Saturday, October 12, 2019

The War of Northern Aggression Analyzed from the Confederate Viewpoint :: American America History

The War of Northern Aggression Analyzed from the Confederate Viewpoint Thesis: The world today is blinded from the truth about the "Civil War" just like they are the truth of the creation vs. evolution debate. They're blinded in the same way as well, misleading text books. The truth is that the North, Lincoln, etc. weren't as great as they claimed to be, and that they went to illegal measures for an unjust cause. The public school system was used as a tool of the government and still is to skew the American mind into believing whatever it wants. For example: at the present time the school child has evolution drilled into their head as fact, even though it has already been accounted for as false. The C.S.A. (Confederate States of America) President Jefferson Davis actually predicted this. He taught that if the South lost, then the North would write it's history. Therefore, the generations to come wouldn't understand the Confederate call for independence (Kennedy 17). The public school system was put into effect after the North won the war. It's plan was to appeal with a free education, which it did.
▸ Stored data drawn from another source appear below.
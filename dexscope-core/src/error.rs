use thiserror::Error;

#[derive(Debug, Error)]
pub enum ApiError {
    #[error("failed to build HTTP client: {0}")]
    Client(#[source] reqwest::Error),
    #[error("network error calling {endpoint}: {source}")]
    Network {
        endpoint: String,
        #[source]
        source: reqwest::Error,
    },
    #[error("API error: {status} from {endpoint}")]
    Status { status: u16, endpoint: String },
    #[error("unexpected response from {endpoint}: {source}")]
    Decode {
        endpoint: String,
        #[source]
        source: serde_json::Error,
    },
    #[error("{what} is not available on chain {chain}")]
    Unsupported { what: &'static str, chain: String },
    #[error("no API key configured")]
    MissingApiKey,
}

/// Coarse classification used to pick the message shown to the user.
#[derive(Debug, Clone, Copy, PartialEq, Eq)]
pub enum ErrorKind {
    Network,
    Auth,
    RateLimit,
    Status(u16),
    Decode,
    Unsupported,
}

impl ApiError {
    pub fn kind(&self) -> ErrorKind {
        match self {
            ApiError::Client(_) | ApiError::Network { .. } => ErrorKind::Network,
            ApiError::MissingApiKey => ErrorKind::Auth,
            ApiError::Status { status, .. } => match status {
                401 | 403 => ErrorKind::Auth,
                429 => ErrorKind::RateLimit,
                other => ErrorKind::Status(*other),
            },
            ApiError::Decode { .. } => ErrorKind::Decode,
            ApiError::Unsupported { .. } => ErrorKind::Unsupported,
        }
    }

    pub fn status(&self) -> Option<u16> {
        match self {
            ApiError::Status { status, .. } => Some(*status),
            _ => None,
        }
    }

    pub fn message(&self) -> String {
        match self.kind() {
            ErrorKind::Network => "Network error, please check your connection".to_string(),
            ErrorKind::Auth => "Authentication error, please check your API key".to_string(),
            ErrorKind::RateLimit => "Rate limit exceeded, please try again later".to_string(),
            ErrorKind::Status(code) => format!("Something went wrong (ERROR_{code})"),
            ErrorKind::Decode => "The API returned data in an unexpected shape".to_string(),
            ErrorKind::Unsupported => self.to_string(),
        }
    }
}

#[derive(Debug, Error)]
pub enum WalletError {
    #[error("Please enter a wallet name")]
    EmptyName,
    #[error("Please enter a wallet address")]
    EmptyAddress,
    #[error("Please enter a valid EVM wallet address")]
    InvalidAddress,
    #[error("This wallet is already being tracked")]
    Duplicate,
    #[error("wallet file uses unsupported format version {0}")]
    UnsupportedVersion(u32),
    #[error("wallet file is unreadable: {0}")]
    Corrupt(#[source] serde_json::Error),
    #[error("failed to persist wallets: {0}")]
    Storage(#[from] std::io::Error),
}

impl WalletError {
    /// Validation failures are shown inline next to the form; everything else is a storage problem.
    pub fn is_validation(&self) -> bool {
        matches!(
            self,
            WalletError::EmptyName
                | WalletError::EmptyAddress
                | WalletError::InvalidAddress
                | WalletError::Duplicate
        )
    }
}

#[cfg(test)]
mod tests {
    use super::*;

    fn status(code: u16) -> ApiError {
        ApiError::Status {
            status: code,
            endpoint: "https://example.test/tokens/trending".to_string(),
        }
    }

    #[test]
    fn test_status_classification() {
        assert_eq!(status(401).kind(), ErrorKind::Auth);
        assert_eq!(status(403).kind(), ErrorKind::Auth);
        assert_eq!(status(429).kind(), ErrorKind::RateLimit);
        assert_eq!(status(500).kind(), ErrorKind::Status(500));
        assert_eq!(status(404).status(), Some(404));
    }

    #[test]
    fn test_status_code_is_surfaced() {
        let err = status(502);
        assert!(err.to_string().contains("502"));
        assert!(err.message().contains("ERROR_502"));
    }

    #[test]
    fn test_validation_errors_are_inline() {
        assert!(WalletError::InvalidAddress.is_validation());
        assert!(WalletError::Duplicate.is_validation());
        assert!(!WalletError::UnsupportedVersion(9).is_validation());
    }
}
Then it used it's captives in it's scheme of confusing them about their parents cause. They were fed by such lies as the Confederates were prejudice slave-holders who beat black people for fun. This, of course, was very successful. Now a people who once believed in the federal government was here to help the states reach common goals, believe it's their supreme authority. One of the lies that has already been mentioned is that the "Civil War" is over slavery. This is one of the most dead wrong statements that one could think of. First of all, 70 to 80 percent of Southern soldiers didn't even own slaves (Kennedy 34). People just don't get motivated enough to give up their life over whether their neighbor is going to be able to continue having something. One soldier in the Confederate army claimed, "I declare I never met a Southern soldier who had drawn his sword to perpetuate slavery." Secondly, even for the few slaveholders in the war, C.S.A. President Jefferson Davis, their leader, predicted that all slave property "will eventually be lost" no matter what the outcome (Kennedy 35). Why would a slaveholder risk his life to keep a slave that his leader already told him he'll lose in the future?